The following academic paper highlights the up-to-date issues and questions of The Early Purges. This sample provides just some ideas on how this topic can be analyzed and discussed.

For the Diverse Cultures assignment, I have studied pieces by Seamus Heaney. These include ‘Digging’ and ‘Early Purges’. All the poems relate back to his young life in Limavady in the County of Derry, Northern Ireland. When Heaney was young, he wanted to follow in his fathers and grandfathers footsteps of being farmers.

Not just that, but being the eldest child in his family, he was expected to. Instead however, he turned his back on his family’s great tradition, and decided to become a writer instead.

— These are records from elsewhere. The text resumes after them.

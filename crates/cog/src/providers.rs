use std::sync::Arc;

use chat_provider::ChatProvider;
use chat_provider_mock::{MockProvider, MOCK_PROVIDER_ID};
use chat_provider_openai::{OpenAiProvider, OpenAiProviderConfig, OPENAI_PROVIDER_ID};

use crate::config::{AppConfig, API_KEY_ENV};

pub const DEFAULT_PROVIDER_ID: &str = OPENAI_PROVIDER_ID;

pub fn provider_from_config(config: &AppConfig) -> Result<Arc<dyn ChatProvider>, String> {
    provider_for_id(
        config.provider_id.as_deref().unwrap_or(DEFAULT_PROVIDER_ID),
        config,
    )
}

pub fn provider_for_id(
    provider_id: &str,
    config: &AppConfig,
) -> Result<Arc<dyn ChatProvider>, String> {
    match provider_id {
        OPENAI_PROVIDER_ID => {
            let api_key = config
                .api_key
                .clone()
                .ok_or_else(|| format!("{API_KEY_ENV} environment variable is required"))?;
            let provider = OpenAiProvider::new(openai_provider_config(api_key, config))
                .map_err(|error| error.to_string())?;
            Ok(Arc::new(provider))
        }
        MOCK_PROVIDER_ID => Ok(Arc::new(MockProvider::default())),
        unknown => Err(format!(
            "Unsupported provider '{unknown}'. Available providers: {OPENAI_PROVIDER_ID}, {MOCK_PROVIDER_ID}"
        )),
    }
}

fn openai_provider_config(api_key: String, config: &AppConfig) -> OpenAiProviderConfig {
    let mut provider_config = OpenAiProviderConfig::new(api_key)
        .with_model(config.model.clone())
        .with_max_tokens(config.max_tokens);
    if let Some(base_url) = &config.base_url {
        provider_config = provider_config.with_base_url(base_url.clone());
    }
    if let Some(organization) = &config.organization {
        provider_config = provider_config.with_organization(organization.clone());
    }
    if let Some(timeout) = config.timeout {
        provider_config = provider_config.with_timeout(timeout);
    }
    provider_config
}

#[cfg(test)]
mod tests {
    use super::*;
    use std::path::Path;

    fn config(pairs: &[(&'static str, &'static str)]) -> AppConfig {
        let pairs = pairs.to_vec();
        AppConfig::from_lookup(Path::new("/home/tester"), move |key| {
            pairs
                .iter()
                .find(|(name, _)| *name == key)
                .map(|(_, value)| value.to_string())
        })
        .expect("config")
    }

    #[test]
    fn default_provider_requires_an_api_key() {
        let error = match provider_from_config(&config(&[])) {
            Ok(_) => panic!("missing key should fail"),
            Err(error) => error,
        };
        assert_eq!(error, "OPENAI_API_KEY environment variable is required");
    }

    #[test]
    fn openai_provider_uses_configured_model() {
        let provider = provider_from_config(&config(&[
            (API_KEY_ENV, "sk-test"),
            ("COG_MODEL", "gpt-4o-mini"),
        ]))
        .expect("openai provider");

        let profile = provider.profile();
        assert_eq!(profile.provider_id, OPENAI_PROVIDER_ID);
        assert_eq!(profile.model_id, "gpt-4o-mini");
    }

    #[test]
    fn openai_settings_carry_through_to_the_adapter_config() {
        let provider_config = openai_provider_config(
            "sk-test".to_string(),
            &config(&[
                ("OPENAI_BASE_URL", "http://localhost:8080/v1"),
                ("OPENAI_ORGANIZATION", "org-cog"),
                ("COG_MAX_TOKENS", "64"),
                ("COG_TIMEOUT_SEC", "12"),
            ]),
        );

        assert_eq!(provider_config.api_key, "sk-test");
        assert_eq!(provider_config.max_tokens, 64);
        assert_eq!(
            provider_config.base_url.as_deref(),
            Some("http://localhost:8080/v1")
        );
        assert_eq!(provider_config.organization.as_deref(), Some("org-cog"));
        assert_eq!(
            provider_config.timeout,
            Some(std::time::Duration::from_secs(12))
        );
    }

    #[test]
    fn mock_provider_needs_no_key() {
        let provider = provider_from_config(&config(&[("COG_PROVIDER", "mock")]))
            .expect("mock provider");
        assert_eq!(provider.profile().provider_id, MOCK_PROVIDER_ID);
    }

    #[test]
    fn unknown_provider_is_rejected() {
        let error = match provider_for_id("custom", &config(&[])) {
            Ok(_) => panic!("unknown providers should fail"),
            Err(error) => error,
        };
        assert!(error.contains("Unsupported provider 'custom'"));
    }
}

As said, Heaney did want to become a farmer, this was expressed in the poem ‘Follower’, where he describes the way his father used to plough fields. The title itself shows there was once an ambition to follow. Furthermore, the pride that Heaney expresses in his family’s age-old tradition is articulated in the poem ‘Digging’: “By God, the old man could handle a spade.

Just like his old man”. He goes on to describe that his grandfather was the finest turf-cutter on ‘Toner’s bog’.

His chosen option not to follow ‘rural convention’ created an entirely diverse world for Heaney. The fact that he went to a boarding school in a city (St. Columb’s college) would be enough of a culture shock. There were no kittens being drowned, as described in ‘Early Purges’, here.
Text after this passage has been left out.